Training and fieldwork
Data collection teams received a five or six-day training focused on administration of the questionnaire and sampling procedures. Data were collected during peak malaria transmission seasons corresponding with the primary rainy seasons in Benin (April-May 2009); the DRC (April-June, 2010); Madagascar (December 2008-January 2009); Nigeria (August-September, 2009); Uganda (March-April, 2009); and Zambia (April-July, 2009). Caregivers of children under five with fever in the two weeks preceding the survey were invited to participate in the study. Respondents were selected based on their responsibilities as primary caregiver for the child with fever (i.e. responsible for daily care of the child including supervision, bathing and feeding). These primary caregivers were typically the child's mother with the exception of orphaned and foster children. An interview lasting approximately one hour was conducted among women that provided informed consent. All questionnaires were reviewed by the team supervisor and at least 20% of all households were re-visited by a supervisor for quality control. Microsoft Access (© Microsoft Corporation, Seattle, WA, USA) was used for double data entry and validation in each country, with the exception of Madagascar, where personal digital assistants programmed using Visual CE software (© Syware, Cambridge, MA, USA) were used for data collection and Microsoft Access for data management. All research activities operated under ethical approval granted by national ethics review boards.
Materials
Caregivers responded to a series of questions about management of fevers that had occurred among children in their care in the two weeks preceding the survey. Questions documented the type, timing, source and cost of treatments acquired for the child's fever. Caregiver recall and recognition of the type of treatment acquired was aided by the use of a comprehensive anti-malarial field guide with photographs and brand names of common anti-malarials available in public and private sector outlets. A household questionnaire module, modelled after the Demographic and Health Survey (DHS) collected information on housing characteristics and household assets to be used in assessment of relative socioeconomic status [
11].
Measures
Indicators of treatment-seeking behaviour and treatment of fever were constructed for each country from caregiver reports on treatment sources; type of treatments acquired (brand names); timing of treatments given to the child; and whether or not the child received a diagnostic blood test for malaria. Brand names were used to categorize drugs according to generic anti-malarial types (e.g. chloroquine, quinine, artemether-lumefantrine). These were then further classified as artemisinin combination therapy (ACT), artemisinin monotherapy, or non-artemisinin monotherapy. Indicators were calculated using the three classes of anti-malarials above, as well as an overall category for any anti-malarial. Consistent with indicators calculated by the DHS and Malaria Indicator Surveys (MIS), anti-malarial (and ACT) treatment received the same or next day after onset of fever was used as a proxy measure for treatment within 24 hours of onset of fever and is considered prompt treatment.

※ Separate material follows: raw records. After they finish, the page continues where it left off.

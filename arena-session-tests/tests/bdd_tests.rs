mod steps;

use arena_session_tests::RoomWorld;
use cucumber::World;

#[tokio::main]
async fn main() {
    #[cfg(feature = "output-junit")]
    {
        let junit_file =
            std::fs::File::create("junit-report.xml").expect("Failed to create JUnit XML file");

        RoomWorld::cucumber()
            .with_writer(cucumber::writer::JUnit::new(junit_file, 0))
            .run("tests/features")
            .await;
        return;
    }

    #[cfg(all(feature = "output-json", not(feature = "output-junit")))]
    {
        let json_file = std::fs::File::create("cucumber-report.json")
            .expect("Failed to create JSON output file");

        RoomWorld::cucumber()
            .with_writer(cucumber::writer::Json::new(json_file))
            .run("tests/features")
            .await;
        return;
    }

    #[cfg(not(any(feature = "output-json", feature = "output-junit")))]
    {
        use cucumber::WriterExt;
        RoomWorld::cucumber()
            .with_writer(
                cucumber::writer::Basic::raw(
                    std::io::stdout(),
                    cucumber::writer::Coloring::Auto,
                    0,
                )
                .summarized()
                .assert_normalized(),
            )
            .run_and_exit("tests/features")
            .await;
    }
}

Treatment sources were categorized as either public/not for profit or private sector. Public health facilities (PHFs), community health workers (CHWs) and non-profit health facilities were classified as public/not for profit sector, with PHFs constituting the majority of this category. The private sector encompasses outlets with or without qualified health workers (e.g. licensed pharmacies as well as unlicensed drug shops). While treatment-seeking indicators for the fever episode were calculated for each child, anti-malarial type and source were calculated at the drug level as some children received more than one drug to treat one fever episode.

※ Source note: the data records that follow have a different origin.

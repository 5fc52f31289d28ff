use crate::error::ApiError;
use arena_session_core::{ActiveRoom, Move, ParticipantId, RoomCode, RoomEvent, RoomSnapshot};
use async_trait::async_trait;

/// Room endpoints as seen from a client (allows mocking in tests)
///
/// The caller's identity is passed explicitly; the API treats it as opaque.
#[async_trait]
pub trait RoomApi: Send + Sync {
    /// Current state of a room
    async fn fetch_room(&self, code: &RoomCode) -> Result<RoomSnapshot, ApiError>;

    /// Full ordered ledger of a room
    async fn fetch_moves(&self, code: &RoomCode) -> Result<Vec<Move>, ApiError>;

    /// Room the participant can reconnect to, if any
    async fn active_room(&self, participant: ParticipantId) -> Result<ActiveRoom, ApiError>;

    async fn create_room(&self, creator: ParticipantId) -> Result<RoomCode, ApiError>;

    async fn join_room(
        &self,
        code: &RoomCode,
        participant: ParticipantId,
    ) -> Result<RoomEvent, ApiError>;

    async fn make_move(
        &self,
        code: &RoomCode,
        participant: ParticipantId,
        row: u8,
        col: u8,
    ) -> Result<RoomEvent, ApiError>;

    async fn leave_room(
        &self,
        code: &RoomCode,
        participant: ParticipantId,
    ) -> Result<RoomEvent, ApiError>;

    async fn request_rematch(
        &self,
        code: &RoomCode,
        participant: ParticipantId,
    ) -> Result<RoomEvent, ApiError>;

    /// Cancel a WAITING room (creator only)
    async fn destroy_room(&self, code: &RoomCode, participant: ParticipantId)
    -> Result<(), ApiError>;
}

Socioeconomic status was assessed for each household relative to other households using measures of housing, water, sanitation and household asset items modelled after the DHS. A wealth index was constructed from the individual indicators, which were assigned a weight through principal components analysis and standardized in relation to a standard normal distribution. Each child was categorized according to the value of their household's wealth index, and placed in one of five wealth quintiles, ranging from poorest to least poor [
12].
Data analysis
All analyses were performed using individual datasets for each country. Frequencies were tabulated for treatment-seeking and fever treatment indicators. The proportion of children receiving any anti-malarial, an ACT treatment, and a malaria blood test were calculated for each sector. Differences in proportions between sectors were examined using the chi-square test of association. Logistic regression was used to test for an association between household socioeconomic status and 1) ACT treatment, and 2) diagnostic testing. Odds ratios and 95% confidence intervals are reported. Data were weighted to account for difference in the probability of being selected in the different strata. Standard error estimation accounted for clustering at the sub-district cluster and EA levels. Stata 11.0 (© Stata Corp, College Station, TX, USA) was used for all analysis.
Discussion
Children-in whom malarial illness can rapidly progress to severe disease or even death-rarely receive treatment with effective medicines. In Benin, the DRC, Madagascar and Nigeria, ACT treatment is not only uncommon, it is inequitable. Children living in the relatively wealthiest households are more likely to receive effective fever treatment compared to children from the poorest households. In Zambia and Uganda, countries with much higher coverage of treatment with an ACT, still only one in five children with fever received ACT treatment. However, in these countries ACT treatment is not associated with household socioeconomic status. Successful strategies to increase access to ACT in environments of relative political and economic stability are perhaps what set these countries apart.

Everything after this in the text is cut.